Trump says Pence ‘wants to hang all gay people’
Magazine profile also claims President said he got the job because ‘he looks like a vice president’
PRESIDENT Donald Trump mocked his vice president’s religious beliefs and social conservatism, jokingly telling a legal scholar during a White House discussion on gay rights that Mike Pence “wants to hang them all”.
A profile of Pence published yesterday in The New Yorker magazine paints a picture of a calculating and extremely conservative politician backed by a powerful network of donors, who would likely take America even further to the Right than Mr Trump were he to become president.
Yesterday Mr Trump was at pains to put on a show of unity with the “establishment” wing of the Republican Party, which Mr Pence represents. The President had lunch with Mitch Mcconnell, the leader of the Republicans in the Senate, and then professed himself to be “closer than ever before” to him.
Mr Pence, 58, was described by Joel Goldstein, an historian and an expert on vice presidents, as becoming the “Sycophant-in-chief ”.
However, Mr Trump was reported by The New Yorker to be openly mocking of Mr Pence’s beliefs.
A staff member from Mr Trump’s campaign said that when people met with Mr Trump after stopping by Mr Pence’s office, Mr Trump would ask them: “Did Mike make you pray?”
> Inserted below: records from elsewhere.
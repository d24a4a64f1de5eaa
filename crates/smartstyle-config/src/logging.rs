//! Logging configuration.

use serde::{Deserialize, Serialize};

/// Level used when neither the config nor the command line sets one.
pub const DEFAULT_LOG_LEVEL: &str = "warn";

/// Logging configuration.
#[derive(Debug, Clone, Default, PartialEq, Eq, Serialize, Deserialize)]
#[serde(rename_all = "PascalCase")]
pub struct LoggingConfig {
    /// Log level name (trace, debug, info, warn, error).
    #[serde(default, skip_serializing_if = "Option::is_none")]
    pub level: Option<String>,
}

impl LoggingConfig {
    /// Effective level name.
    pub fn level(&self) -> &str {
        self.level.as_deref().unwrap_or(DEFAULT_LOG_LEVEL)
    }

    /// Merge another LoggingConfig into this one.
    pub fn merge(&mut self, other: &LoggingConfig) {
        if other.level.is_some() {
            self.level.clone_from(&other.level);
        }
    }
}
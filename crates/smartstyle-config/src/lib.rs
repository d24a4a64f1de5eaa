//! Smartstyle Config
//!
//! This crate handles configuration loading and management
//! for smartstyle, supporting TOML configuration files.
//!
//! # Overview
//!
//! Configuration is loaded from platform-specific locations:
//! - Linux: `~/.config/smartstyle/config.toml`
//! - macOS: `~/Library/Application Support/smartstyle/config.toml`
//! - Windows: `%APPDATA%\smartstyle\config.toml`
//!
//! # Example
//!
//! ```no_run
//! use smartstyle_config::Config;
//!
//! // Load config with defaults
//! let config = Config::load().unwrap();
//!
//! // Or load with an override file
//! let config = Config::load_with_override(Some("./custom.toml")).unwrap();
//! ```

mod logging;
mod options;

pub use logging::{LoggingConfig, DEFAULT_LOG_LEVEL};
pub use options::{ResolvedStyle, StyleOptions, MARKER_OPTION, STYLE_NAME_OPTION};

use serde::{Deserialize, Serialize};
use smartstyle_core::{Result, SmartStyleError};
use std::path::{Path, PathBuf};

/// Default TOML configuration string.
const DEFAULT_TOML: &str = r#"[options]
Marker    = ">r"
StyleName = "RightAligned"

[logging]
Level = "warn"
"#;

/// Main configuration structure.
#[derive(Debug, Clone, PartialEq, Eq, Serialize, Deserialize)]
pub struct Config {
    /// Step options
    #[serde(default)]
    pub options: StyleOptions,

    /// Logging configuration
    #[serde(default)]
    pub logging: LoggingConfig,
}

impl Default for Config {
    fn default() -> Self {
        // Parse the default TOML to ensure consistency
        toml::from_str(DEFAULT_TOML).expect("Default TOML should be valid")
    }
}

impl Config {
    /// Returns the default TOML configuration string.
    ///
    /// # Example
    ///
    /// ```
    /// use smartstyle_config::Config;
    /// let toml = Config::default_toml();
    /// assert!(toml.contains("[options]"));
    /// ```
    pub fn default_toml() -> &'static str {
        DEFAULT_TOML
    }

    /// Returns the platform-specific configuration file path.
    pub fn config_path() -> Option<PathBuf> {
        Self::config_dir().map(|dir| dir.join("config.toml"))
    }

    /// Returns the platform-specific configuration directory.
    pub fn config_dir() -> Option<PathBuf> {
        directories::ProjectDirs::from("", "", "smartstyle")
            .map(|dirs| dirs.config_dir().to_path_buf())
    }

    /// Ensures the config file exists, creating it with defaults if not.
    ///
    /// # Returns
    ///
    /// The path to the config file.
    pub fn ensure_config_file() -> Result<PathBuf> {
        let config_dir = Self::config_dir()
            .ok_or_else(|| SmartStyleError::Config("Could not determine config directory".into()))?;

        std::fs::create_dir_all(&config_dir)?;

        let config_path = config_dir.join("config.toml");
        if !config_path.exists() {
            Self::default().save_to(&config_path)?;
        }

        Ok(config_path)
    }

    /// Load configuration from the default platform-specific path.
    ///
    /// If no config file exists, returns the default configuration.
    pub fn load() -> Result<Self> {
        if let Some(config_path) = Self::config_path() {
            if config_path.exists() {
                let mut config = Self::default();
                config.merge(&Self::load_from(&config_path)?);
                return Ok(config);
            }
        }

        Ok(Self::default())
    }

    /// Load configuration from a specific path.
    ///
    /// Keys missing from the file stay unset; merge the result into a
    /// base config to fill them in.
    pub fn load_from(path: &Path) -> Result<Self> {
        let content = std::fs::read_to_string(path)?;
        Self::parse(&content).map_err(|e| {
            SmartStyleError::Config(format!("Parse error in {}: {}", path.display(), e))
        })
    }

    /// Parse a TOML string without applying defaults.
    pub fn parse(content: &str) -> std::result::Result<Self, toml::de::Error> {
        toml::from_str(content)
    }

    /// Load configuration with an optional override file or string.
    ///
    /// 1. Load the base config from the default location
    /// 2. If `override_config` is provided:
    ///    - If it's a path to an existing file, load and merge it
    ///    - Otherwise, treat it as a TOML string and parse it
    ///
    /// # Example
    ///
    /// ```no_run
    /// use smartstyle_config::Config;
    ///
    /// let config = Config::load_with_override(Some("[options]\nMarker = \">l\"")).unwrap();
    /// assert_eq!(config.options.marker.as_deref(), Some(">l"));
    /// ```
    pub fn load_with_override(override_config: Option<&str>) -> Result<Self> {
        let mut config = Self::load()?;

        if let Some(override_str) = override_config {
            config.merge(&Self::from_path_or_inline(override_str)?);
        }

        Ok(config)
    }

    /// Read `arg` as a config file if it names one, otherwise as inline TOML.
    pub fn from_path_or_inline(arg: &str) -> Result<Self> {
        let path = Path::new(arg);
        if path.is_file() {
            Self::load_from(path)
        } else {
            Self::parse(arg)
                .map_err(|e| SmartStyleError::Config(format!("Override parse error: {}", e)))
        }
    }

    /// Merge another config into this one.
    ///
    /// Values set in `other` take precedence over values in `self`.
    ///
    /// # Example
    ///
    /// ```
    /// use smartstyle_config::Config;
    ///
    /// let mut base = Config::default();
    /// let override_config = Config::parse(r#"
    ///     [options]
    ///     StyleName = "Centered"
    /// "#).unwrap();
    ///
    /// base.merge(&override_config);
    /// assert_eq!(base.options.style_name.as_deref(), Some("Centered"));
    /// assert_eq!(base.options.marker.as_deref(), Some(">r"));
    /// ```
    pub fn merge(&mut self, other: &Config) {
        self.options.merge(&other.options);
        self.logging.merge(&other.logging);
    }

    /// Save configuration to a file.
    pub fn save_to(&self, path: &Path) -> Result<()> {
        let toml_string = toml::to_string_pretty(self)
            .map_err(|e| SmartStyleError::Config(format!("Serialization error: {}", e)))?;
        std::fs::write(path, toml_string)?;
        Ok(())
    }
}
The President turned on Mr Pence during a meeting with a legal scholar over abortion, after the scholar said that states would likely legalise abortion on their own if it was overturned on a federal level. “You see?” Mr Trump reportedly asked Mr Pence. “You’ve wasted all this time and energy, and it’s not going to end abortion anyway.”
Two sources said that when the conversation turned to gay rights, Mr Trump motioned toward Mr Pence and joked: “Don’t ask that guy – he wants to hang them all!”
The staunchly conservative former governor of Indiana, Mr Pence was never a natural ally of Mr Trump’s.
“He was as far-right as you could go without falling off the Earth,” said Mike Lofgren, a former Republican congressional staff member. Mr Pence’s first meeting with Mr Trump, in 2011, had not been a success.
“The coarse New York billionaire and the prim Indiana evangelical appeared to be on different wavelengths,” the magazine said.
The New Yorker reports in detail how Mr Trump, until the very last minute wanted Chris Christie, the governor of New Jersey, as his vice president but was persuaded by aides, including Jared Kushner, to opt for Mr Pence.
“They’re telling me I have to pick him,” Mr Trump reportedly told Mr Christie. “It’s central casting. He looks like a vice president.”
Alyssa Farah, Mr Pence’s press secretary, said: “The New Yorker piece is filled with unsubstantiated, unsourced claims that are untrue and offensive. Articles like this are why the American people have lost so much faith in the press.”
Mr Pence has since orchestrated Bible study sessions for Cabinet members in the White House.
The meetings are led by Ralph Drollinger, an evangelical pastor who describes Catholicism as “a false religion,” calls homosexuality “a sin,” and believes that a wife must “submit” to her husband.